• _ABOUT THIS EXERCISE_:
Lines below that include the word "task" should each be copied.

[Collected data entries]
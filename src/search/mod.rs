//! Population-based search strategies.
//!
//! Three interchangeable strategies drive a population of partitions:
//!
//! - [`GeneticSearch`]: neighbour-swap trials copied from random donors, greedy replacement
//! - [`BlackHoleSearch`]: stars pulled toward the best member, probabilistic re-seeding
//! - [`SimulatedAnnealingSearch`]: independent Metropolis chains per member
//!
//! All of them share a [`SearchContext`] (evaluator, initializer, fleet
//! size, cancellation) and keep the partition invariant, which is checked
//! at every generation boundary.
//!
//! Members are processed in parallel with `rayon`. Every parallel task
//! gets its own `StdRng` seeded from the run's generator, so a fixed seed
//! reproduces the same result on any number of threads.

mod annealing;
mod black_hole;
mod cancel;
mod genetic;
pub mod operators;

pub use annealing::SimulatedAnnealingSearch;
pub use black_hole::BlackHoleSearch;
pub use cancel::CancelToken;
pub use genetic::GeneticSearch;

use rand::rngs::StdRng;
use rand::SeedableRng;
use rayon::prelude::*;
use serde::{Deserialize, Serialize};

use crate::constructive::PopulationInitializer;
use crate::energy::EnergyCostModel;
use crate::error::Result;
use crate::evaluation::RouteFitnessEvaluator;
use crate::models::{Instance, Population};

/// Identifies a strategy in reports and configuration.
#[derive(Debug, Clone, Copy, PartialEq, Eq, Serialize, Deserialize)]
#[serde(rename_all = "snake_case")]
pub enum StrategyKind {
    /// Genetic search.
    Genetic,
    /// Black-hole search.
    BlackHole,
    /// Simulated annealing.
    Annealing,
}

/// Lifecycle of a search run.
#[derive(Debug, Clone, Copy, PartialEq, Eq, Serialize, Deserialize)]
#[serde(rename_all = "snake_case")]
pub enum SearchPhase {
    /// Population built and evaluated, no generation run yet.
    Initialized,
    /// Generations in progress.
    Evolving,
    /// Iteration budget exhausted.
    Converged,
    /// Stopped early by a [`CancelToken`].
    Cancelled,
}

/// How a run ended.
#[derive(Debug, Clone, Copy, PartialEq, Eq, Serialize, Deserialize)]
#[serde(rename_all = "snake_case")]
pub enum Termination {
    /// The full iteration budget ran.
    Completed,
    /// Cancelled; the best solution found so far is reported.
    Cancelled,
}

/// Counters returned by a strategy.
#[derive(Debug, Clone, Copy, PartialEq, Serialize, Deserialize)]
pub struct SearchOutcome {
    /// Final phase.
    pub phase: SearchPhase,
    /// Generations (GA, BH) or cooling steps per member (SA) completed.
    pub iterations: usize,
    /// Route evaluations performed.
    pub evaluations: u64,
}

impl SearchOutcome {
    /// Termination derived from the final phase.
    pub fn termination(&self) -> Termination {
        match self.phase {
            SearchPhase::Cancelled => Termination::Cancelled,
            _ => Termination::Completed,
        }
    }
}

/// Read-only data shared by every task of a run.
pub struct SearchContext<'a, M: EnergyCostModel + ?Sized> {
    evaluator: &'a RouteFitnessEvaluator<'a, M>,
    initializer: PopulationInitializer,
    vehicles: usize,
    cancel: &'a CancelToken,
}

impl<'a, M: EnergyCostModel + ?Sized> SearchContext<'a, M> {
    /// Creates a context for `vehicles` routes per solution.
    pub fn new(
        evaluator: &'a RouteFitnessEvaluator<'a, M>,
        initializer: PopulationInitializer,
        vehicles: usize,
        cancel: &'a CancelToken,
    ) -> Self {
        Self {
            evaluator,
            initializer,
            vehicles: vehicles.max(1),
            cancel,
        }
    }

    /// Route evaluator.
    pub fn evaluator(&self) -> &'a RouteFitnessEvaluator<'a, M> {
        self.evaluator
    }

    /// Shared run data.
    pub fn instance(&self) -> &'a Instance {
        self.evaluator.instance()
    }

    /// Population initializer, also used for re-seeding.
    pub fn initializer(&self) -> &PopulationInitializer {
        &self.initializer
    }

    /// Neighbourhood bound for rank-based moves.
    pub fn neighborhood(&self) -> usize {
        self.initializer.neighborhood()
    }

    /// Routes per solution.
    pub fn vehicles(&self) -> usize {
        self.vehicles
    }

    /// Cancellation token.
    pub fn cancel(&self) -> &CancelToken {
        self.cancel
    }

    /// Builds and evaluates an initial population.
    pub fn seed_population(&self, size: usize, rng: &mut StdRng) -> Population {
        let mut members =
            self.initializer
                .initialize(self.instance(), self.vehicles, size, rng);
        members
            .par_iter_mut()
            .for_each(|s| self.evaluator.evaluate_solution(s));
        Population::new(members)
    }

    /// Re-seeds one member from scratch with its own generator.
    pub(crate) fn reseed(&self, seed: u64) -> crate::models::Solution {
        let mut local = StdRng::seed_from_u64(seed);
        let mut s = self
            .initializer
            .build(self.instance(), self.vehicles, &mut local);
        self.evaluator.evaluate_solution(&mut s);
        s
    }

    /// Checks the partition invariant on every member.
    pub(crate) fn check(&self, population: &Population) -> Result<()> {
        population.check_partition(self.instance().len())
    }
}

/// A population-improvement strategy.
pub trait SearchStrategy {
    /// Strategy identifier.
    fn kind(&self) -> StrategyKind;

    /// Improves `population` in place until the budget runs out or the
    /// run is cancelled.
    ///
    /// # Errors
    ///
    /// [`Error::DataInconsistency`](crate::error::Error::DataInconsistency)
    /// if a member stops partitioning the target set.
    fn search<M: EnergyCostModel + ?Sized>(
        &self,
        ctx: &SearchContext<'_, M>,
        population: &mut Population,
        rng: &mut StdRng,
    ) -> Result<SearchOutcome>;
}

/// One of the three strategies.
#[derive(Debug, Clone, PartialEq)]
pub enum Strategy {
    /// Genetic search.
    Genetic(GeneticSearch),
    /// Black-hole search.
    BlackHole(BlackHoleSearch),
    /// Simulated annealing.
    Annealing(SimulatedAnnealingSearch),
}

impl SearchStrategy for Strategy {
    fn kind(&self) -> StrategyKind {
        match self {
            Strategy::Genetic(s) => s.kind(),
            Strategy::BlackHole(s) => s.kind(),
            Strategy::Annealing(s) => s.kind(),
        }
    }

    fn search<M: EnergyCostModel + ?Sized>(
        &self,
        ctx: &SearchContext<'_, M>,
        population: &mut Population,
        rng: &mut StdRng,
    ) -> Result<SearchOutcome> {
        match self {
            Strategy::Genetic(s) => s.search(ctx, population, rng),
            Strategy::BlackHole(s) => s.search(ctx, population, rng),
            Strategy::Annealing(s) => s.search(ctx, population, rng),
        }
    }
}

• _EXERCISE SOLUTION_:
//! Members are processed in parallel with `rayon`. Every parallel task
/// Read-only data shared by every task of a run.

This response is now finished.